These were the two discs:


----------



## Albert7

PeterPowerPop said:


> I have two badly bronzed CDs (see below). By the time I got around to putting my CD collection on the computer's hard drive, those two were unrippable.
> 
> Rather than go through the rigmarole of contacting record companies and waiting for whatever replies they were going to give, I simply went off to eBay and bought the same CDs again, but this time non-bronzed (and much cheaper than when I first bought them).
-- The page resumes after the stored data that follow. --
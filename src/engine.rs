//! Counting reads for many samples over a shared fragment index.
//!
//! An [`Engine`] is built once per run from a fragment set and a counting
//! mode. Each sample is then counted independently against the same
//! read-only index (in parallel, one worker per sample) and the resulting
//! columns are stacked into a [`Matrix`] in the order the samples were
//! provided.

use std::collections::HashSet;
use std::io;

use omics::coordinate::Contig;
use rayon::prelude::*;
use tracing::info;

use crate::assign::Assigner;
use crate::assign::Mode;
use crate::assign::Overlap;
use crate::assign::Strictness;
use crate::core::fragment::Set;
use crate::count;
use crate::count::matrix;
use crate::count::Counts;
use crate::count::Matrix;
use crate::Alignment;
use crate::Sample;

pub mod builder;

pub use builder::Builder;

////////////////////////////////////////////////////////////////////////////////////////
// Errors
////////////////////////////////////////////////////////////////////////////////////////

/// An error related to an [`Engine`].
#[derive(Debug)]
pub enum Error {
    /// More than one sample shared a label.
    DuplicateLabel(String),

    /// A fragment is located on a contig the sample does not declare.
    ///
    /// The values are the sample label and the contig.
    UndeclaredContig(String, Contig),

    /// A sample declares a contig that no fragment is located on.
    ///
    /// The values are the sample label and the contig.
    UnknownContig(String, Contig),

    /// A sample could not be counted.
    Count(String, count::Error),

    /// The counts could not be assembled into a matrix.
    Matrix(matrix::Error),
}

impl std::fmt::Display for Error {
    fn fmt(&self, f: &mut std::fmt::Formatter<'_>) -> std::fmt::Result {
        match self {
            Error::DuplicateLabel(label) => write!(f, "duplicate sample label: `{label}`"),
            Error::UndeclaredContig(label, contig) => write!(
                f,
                "sample `{label}` does not declare contig `{}`, which fragments are located on",
                contig.as_str()
            ),
            Error::UnknownContig(label, contig) => write!(
                f,
                "sample `{label}` declares contig `{}`, which no fragment is located on",
                contig.as_str()
            ),
            Error::Count(label, err) => write!(f, "sample `{label}`: {err}"),
            Error::Matrix(err) => write!(f, "matrix error: {err}"),
        }
    }
}

impl std::error::Error for Error {}

/// A [`Result`](std::result::Result) with an [`Error`].
type Result<T> = std::result::Result<T, Error>;

////////////////////////////////////////////////////////////////////////////////////////
// Engine
////////////////////////////////////////////////////////////////////////////////////////

/// Counts reads over fragments for a set of samples.
///
/// Generally, you will want to use a [`builder::Builder`] to construct one of
/// these.
#[derive(Debug)]
pub struct Engine {
    /// The fragments.
    fragments: Set,

    /// The assigner for the counting mode.
    assigner: Assigner,
}

impl Engine {
    /// Gets the fragments by reference.
    pub fn fragments(&self) -> &Set {
        &self.fragments
    }

    /// Gets the counting mode.
    pub fn mode(&self) -> Mode {
        self.assigner.mode()
    }

    /// Gets the overlap policy.
    pub fn overlap(&self) -> Overlap {
        self.assigner.overlap()
    }

    /// Gets the unknown contig policy.
    pub fn strictness(&self) -> Strictness {
        self.assigner.strictness()
    }

    /// Counts a single sample.
    pub fn count_sample<I>(&self, sample: Sample<I>) -> Result<(String, Counts)>
    where
        I: Iterator<Item = io::Result<Alignment>>,
    {
        let (label, alignments) = sample.into_parts();
        info!("{label}: counting alignments ({} mode)", self.mode());

        let counts = count::tally(&self.assigner, alignments)
            .map_err(|err| Error::Count(label.clone(), err))?;

        let summary = counts.summary();
        info!(
            "{label}: assigned {} of {} alignments ({} duplicate, {} without a fragment, {} \
             ambiguous, {} on unknown contigs)",
            summary.assigned,
            summary.total,
            summary.duplicate,
            summary.no_features,
            summary.ambiguous,
            summary.unknown_contig
        );

        Ok((label, counts))
    }

    /// Counts every sample and stacks the results into a [`Matrix`].
    ///
    /// All samples are checked before counting begins. Labels must always be
    /// unique. Under [`Strictness::Strict`], a sample that declares its contigs
    /// must declare exactly the contigs that fragments are located on, and any
    /// read on another contig fails its sample. Samples are counted in
    /// parallel, and the first failure aborts the whole run.
    ///
    /// # Examples
    ///
    /// ```
    /// use fragcount::assign::Mode;
    /// use fragcount::core::fragment::Set;
    /// use fragcount::engine;
    /// use fragcount::flank;
    /// use fragcount::Alignment;
    /// use fragcount::Sample;
    /// use omics::coordinate::Strand;
    ///
    /// let set = Set::try_from_records([("chr1", 100, 199), ("chr1", 300, 599)])?;
    /// let engine = engine::Builder::default()
    ///     .mode(Mode::Flank(flank::Size::default()))?
    ///     .try_build_from(set)?;
    ///
    /// let reads = |positions: Vec<u64>| {
    ///     positions
    ///         .into_iter()
    ///         .map(|position| Ok(Alignment::new("chr1", position, Strand::Positive, false)))
    /// };
    ///
    /// let matrix = engine.count(vec![
    ///     Sample::new("a", reads(vec![110, 150, 190, 310, 450, 520])),
    ///     Sample::new("b", reads(vec![])),
    /// ])?;
    ///
    /// assert_eq!(matrix.column(0), Some(&[3, 2][..]));
    /// assert_eq!(matrix.column(1), Some(&[0, 0][..]));
    ///
    /// # Ok::<(), Box<dyn std::error::Error>>(())
    /// ```
    pub fn count<I>(&self, samples: Vec<Sample<I>>) -> Result<Matrix>
    where
        I: Iterator<Item = io::Result<Alignment>> + Send,
    {
        self.validate(&samples)?;

        let columns = samples
            .into_par_iter()
            .map(|sample| self.count_sample(sample))
            .collect::<Result<Vec<_>>>()?;

        Matrix::try_from_columns(self.fragments.clone(), columns).map_err(Error::Matrix)
    }

    /// Checks a set of samples before any counting begins.
    fn validate<I>(&self, samples: &[Sample<I>]) -> Result<()>
    where
        I: Iterator<Item = io::Result<Alignment>>,
    {
        let mut labels = HashSet::new();
        let fragment_contigs = self.fragments.contigs();
        let known = fragment_contigs.iter().copied().collect::<HashSet<_>>();

        for sample in samples {
            if !labels.insert(sample.label()) {
                return Err(Error::DuplicateLabel(sample.label().to_string()));
            }

            if self.strictness() == Strictness::Lenient {
                continue;
            }

            if let Some(contigs) = sample.contigs() {
                if let Some(unknown) = contigs.iter().find(|contig| !known.contains(contig)) {
                    return Err(Error::UnknownContig(
                        sample.label().to_string(),
                        unknown.clone(),
                    ));
                }

                let declared = contigs.iter().collect::<HashSet<_>>();

                if let Some(missing) = fragment_contigs
                    .iter()
                    .find(|contig| !declared.contains(*contig))
                {
                    return Err(Error::UndeclaredContig(
                        sample.label().to_string(),
                        (*missing).clone(),
                    ));
                }
            }
        }

        Ok(())
    }
}
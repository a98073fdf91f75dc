//! Aligned reads as seen by the counting engine.

use omics::coordinate::position::Number;
use omics::coordinate::Contig;
use omics::coordinate::Strand;

/// An aligned read reduced to what is needed to assign it to a fragment.
///
/// The position held is always the 5' end of the alignment: the leftmost
/// aligned base for reads on the positive strand and the rightmost aligned
/// base for reads on the negative strand.
#[derive(Clone, Debug, Eq, PartialEq)]
pub struct Alignment {
    /// The contig the read aligned to.
    contig: Contig,

    /// The 1-based position of the 5' end of the alignment.
    position: Number,

    /// The strand the read aligned to.
    strand: Strand,

    /// Whether or not the read was marked as a duplicate.
    duplicate: bool,
}

impl Alignment {
    /// Creates a new [`Alignment`] from an already-resolved 5' position.
    ///
    /// # Examples
    ///
    /// ```
    /// use fragcount::Alignment;
    /// use omics::coordinate::Strand;
    ///
    /// let alignment = Alignment::new("chr1", 110, Strand::Positive, false);
    /// assert_eq!(alignment.contig().as_str(), "chr1");
    /// assert_eq!(alignment.position(), 110);
    /// assert!(!alignment.is_duplicate());
    /// ```
    pub fn new(
        contig: impl Into<Contig>,
        position: Number,
        strand: Strand,
        duplicate: bool,
    ) -> Self {
        Self {
            contig: contig.into(),
            position,
            strand,
            duplicate,
        }
    }

    /// Creates a new [`Alignment`] from the 1-based, fully-closed span of
    /// reference bases the read aligned to.
    ///
    /// # Examples
    ///
    /// ```
    /// use fragcount::Alignment;
    /// use omics::coordinate::Strand;
    ///
    /// let forward = Alignment::from_span("chr1", 100, 149, Strand::Positive, false);
    /// assert_eq!(forward.position(), 100);
    ///
    /// let reverse = Alignment::from_span("chr1", 100, 149, Strand::Negative, false);
    /// assert_eq!(reverse.position(), 149);
    /// ```
    pub fn from_span(
        contig: impl Into<Contig>,
        start: Number,
        end: Number,
        strand: Strand,
        duplicate: bool,
    ) -> Self {
        let position = match strand {
            Strand::Positive => start,
            Strand::Negative => end,
        };

        Self::new(contig, position, strand, duplicate)
    }

    /// Gets the contig.
    pub fn contig(&self) -> &Contig {
        &self.contig
    }

    /// Gets the 1-based position of the 5' end.
    pub fn position(&self) -> Number {
        self.position
    }

    /// Gets the strand.
    pub fn strand(&self) -> Strand {
        self.strand
    }

    /// Returns whether or not the read was marked as a duplicate.
    pub fn is_duplicate(&self) -> bool {
        self.duplicate
    }
}

impl std::fmt::Display for Alignment {
    fn fmt(&self, f: &mut std::fmt::Formatter<'_>) -> std::fmt::Result {
        write!(
            f,
            "{}:{}:{}",
            self.contig.as_str(),
            self.strand,
            self.position
        )?;

        if self.duplicate {
            write!(f, " (duplicate)")?;
        }

        Ok(())
    }
}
Easy.
> 
> These were the two discs:


That works well for single discs/recital albums if you have CD rot on an expensive box set I don't think this would work easily sadly enough.


----------



## brotagonist

I had Benjamin Britten's Cello Suites by Timothy Hugh on Hyperion. It started to turn a sepia colour, but it played just fine. I had never heard of bronzing, but I was concerned enough to trade it in back in the '90s, lest it should become defective.

I currently have the 3 CDs of Messiaen's Catalogue d'Oiseaux by Peter Hill on Unicorn-Kanchana. It has turned sepia-coloured, but it plays fine. I have stopped worrying. If I have to replace it, then so be it.


----------



## Woodduck

I haven't had a problem with "bronzed" discs becoming unplayable (yet), but have encountered another kind of rot, caused by foam inserts in boxed sets. When the foam gets old enough it deteriorates and can stick to the CD, and then somehow interacts with the top surface of the disc and causes a gradual, subtle rotting which keeps the CD from playing. When I buy used sets of unknown age I'm now alert to this problem.


----------



## Vaneyes

Chordalrock said:


> I sometimes buy CDs that were printed ten or even twenty years ago. They're not necessarily used, they may be CDs that were printed a long time ago and then not sold until I bought them.
> *
> A few of them show black deterioration at one or two points on the edges*. I've read that this is due to some sort of defect that allows oxygen and what not to erode the aluminum layer. The erosion will spread as time passes, ultimately causing read errors.
> 
> Would you return such CDs? Do sellers even accept returns if the CD is expected to be fine for another ten years (but not longer)?


On the edge and not affecting play? I don't think you have anything to worry about. It's probably harmless effect from the pressing.

This linked page describes "CD rot"--various discolorations and pin-prick holes that you can shine light through.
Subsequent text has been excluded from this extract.